### PROBLEM REQUIREMENTS
Go through the material and copy every line in which "nodes" appears.

### TASK MATERIAL
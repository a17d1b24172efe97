//! Renderer-facing snapshot types.
//!
//! The controller publishes a full snapshot after every state change; the
//! renderer re-draws from it as its sole source of truth and keeps no
//! state of its own. Snapshots are also deserializable so the stateless
//! wasm entry points can round-trip them.

use serde::{Deserialize, Serialize};

use crate::tree::{Edge, Node};

/// Everything the renderer needs for one frame of the tree.
#[derive(Debug, Clone, PartialEq, Serialize, Deserialize)]
pub struct TreeSnapshot {
    pub nodes: Vec<Node>,
    pub edges: Vec<Edge>,
    /// User-visible message from the last failed expansion, if any.
    #[serde(default, skip_serializing_if = "Option::is_none")]
    pub error: Option<String>,
}

/// Receives every published snapshot. The rendering side implements this.
pub trait SnapshotSink: Send {
    fn publish(&mut self, snapshot: TreeSnapshot);
}
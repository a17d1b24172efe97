//! The sub-topic collaborator seam.
//!
//! Expanding a node means asking some generative backend for sub-topics of
//! the node's name. The tree controller only ever sees the label sequence;
//! transport, authentication and prompting belong to the implementation.

use std::collections::HashMap;

use async_trait::async_trait;
use thiserror::Error;

/// Failure from a sub-topic source.
#[derive(Debug, Error)]
pub enum TopicError {
    #[error("sub-topic request failed: {0}")]
    Request(String),
    #[error("sub-topic response was malformed: {0}")]
    Malformed(String),
}

/// Anything that can turn a subject into an ordered list of short
/// sub-topic labels. An empty list is treated as a failure by the caller.
#[async_trait]
pub trait TopicSource: Send + Sync {
    async fn subtopics(&self, subject: &str) -> Result<Vec<String>, TopicError>;
}

/// Fixed offline source: a label table with a generic fallback, enough to
/// drive the tree without a generative backend.
#[derive(Debug, Clone, Default)]
pub struct CannedTopics {
    table: HashMap<String, Vec<String>>,
}

/// What `CannedTopics` serves for subjects it has no entry for.
const FALLBACK: &[&str] = &[
    "History",
    "Key Concepts",
    "Applications",
    "Open Problems",
    "Notable Figures",
];

impl CannedTopics {
    pub fn new() -> Self {
        Self::default()
    }

    pub fn insert(&mut self, subject: impl Into<String>, labels: Vec<String>) {
        self.table.insert(subject.into(), labels);
    }
}

#[async_trait]
impl TopicSource for CannedTopics {
    async fn subtopics(&self, subject: &str) -> Result<Vec<String>, TopicError> {
        if let Some(labels) = self.table.get(subject) {
            return Ok(labels.clone());
        }
        Ok(FALLBACK.iter().map(|s| s.to_string()).collect())
    }
}
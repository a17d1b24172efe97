use std::fmt;

use serde::{Deserialize, Serialize};
use uuid::Uuid;

/// Identifier of a node. `"root"` is reserved for the single root node;
/// every other id is a freshly minted UUID and never changes afterwards.
#[derive(Debug, Clone, PartialEq, Eq, PartialOrd, Ord, Hash, Serialize, Deserialize)]
pub struct NodeId(pub String);

impl NodeId {
    pub fn root() -> Self {
        NodeId("root".to_string())
    }

    /// Mint an id for a newly fetched sub-topic.
    pub fn fresh() -> Self {
        NodeId(Uuid::new_v4().to_string())
    }

    pub fn as_str(&self) -> &str {
        &self.0
    }
}

impl fmt::Display for NodeId {
    fn fmt(&self, f: &mut fmt::Formatter<'_>) -> fmt::Result {
        f.write_str(&self.0)
    }
}

/// A point in world space. The tree is laid out flat on the ground plane,
/// so y stays 0 for every node.
#[derive(Debug, Clone, Copy, PartialEq, Serialize, Deserialize)]
pub struct Vec3 {
    pub x: f64,
    pub y: f64,
    pub z: f64,
}

impl Vec3 {
    pub const ZERO: Vec3 = Vec3 {
        x: 0.0,
        y: 0.0,
        z: 0.0,
    };

    pub fn length(&self) -> f64 {
        (self.x * self.x + self.y * self.y + self.z * self.z).sqrt()
    }
}

/// A single topic in the knowledge tree.
#[derive(Debug, Clone, PartialEq, Serialize, Deserialize)]
pub struct Node {
    pub id: NodeId,
    /// Short display label, also the subject sent to the sub-topic source
    /// when this node is expanded.
    pub name: String,
    /// `None` only for the root. Parentage here is authoritative.
    pub parent: Option<NodeId>,
    /// Cache of which nodes have this one as parent. Rebuilt from parent
    /// pointers on every layout pass, never mutated independently.
    pub children: Vec<NodeId>,
    /// Hops from the root. Recomputed on every layout pass.
    pub level: u32,
    /// True while an expansion request for this node is outstanding.
    pub loading: bool,
    pub position: Vec3,
}

impl Node {
    /// The single root node a fresh tree starts from.
    pub fn root(subject: &str) -> Self {
        Node {
            id: NodeId::root(),
            name: subject.to_string(),
            parent: None,
            children: Vec::new(),
            level: 0,
            loading: false,
            position: Vec3::ZERO,
        }
    }

    /// A child minted from one fetched sub-topic label. It starts at the
    /// parent's current position; the next layout pass moves it out to its
    /// ring, and the renderer animates the transition from here.
    pub fn child(name: &str, parent: &Node) -> Self {
        Node {
            id: NodeId::fresh(),
            name: name.to_string(),
            parent: Some(parent.id.clone()),
            children: Vec::new(),
            level: parent.level + 1,
            loading: false,
            position: parent.position,
        }
    }
}

/// A parent-to-child connection. Edges are derived from the node
/// collection's parent pointers on every layout pass, never stored.
#[derive(Debug, Clone, PartialEq, Eq, Serialize, Deserialize)]
pub struct Edge {
    /// Stable for a given parent/child pair: `"{source}-{target}"`.
    pub id: String,
    pub source: NodeId,
    pub target: NodeId,
}

impl Edge {
    pub fn between(source: &NodeId, target: &NodeId) -> Self {
        Edge {
            id: format!("{source}-{target}"),
            source: source.clone(),
            target: target.clone(),
        }
    }
}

### RESPONSE BOX
    pub nodes: Vec<Node>,
    /// Cache of which nodes have this one as parent. Rebuilt from parent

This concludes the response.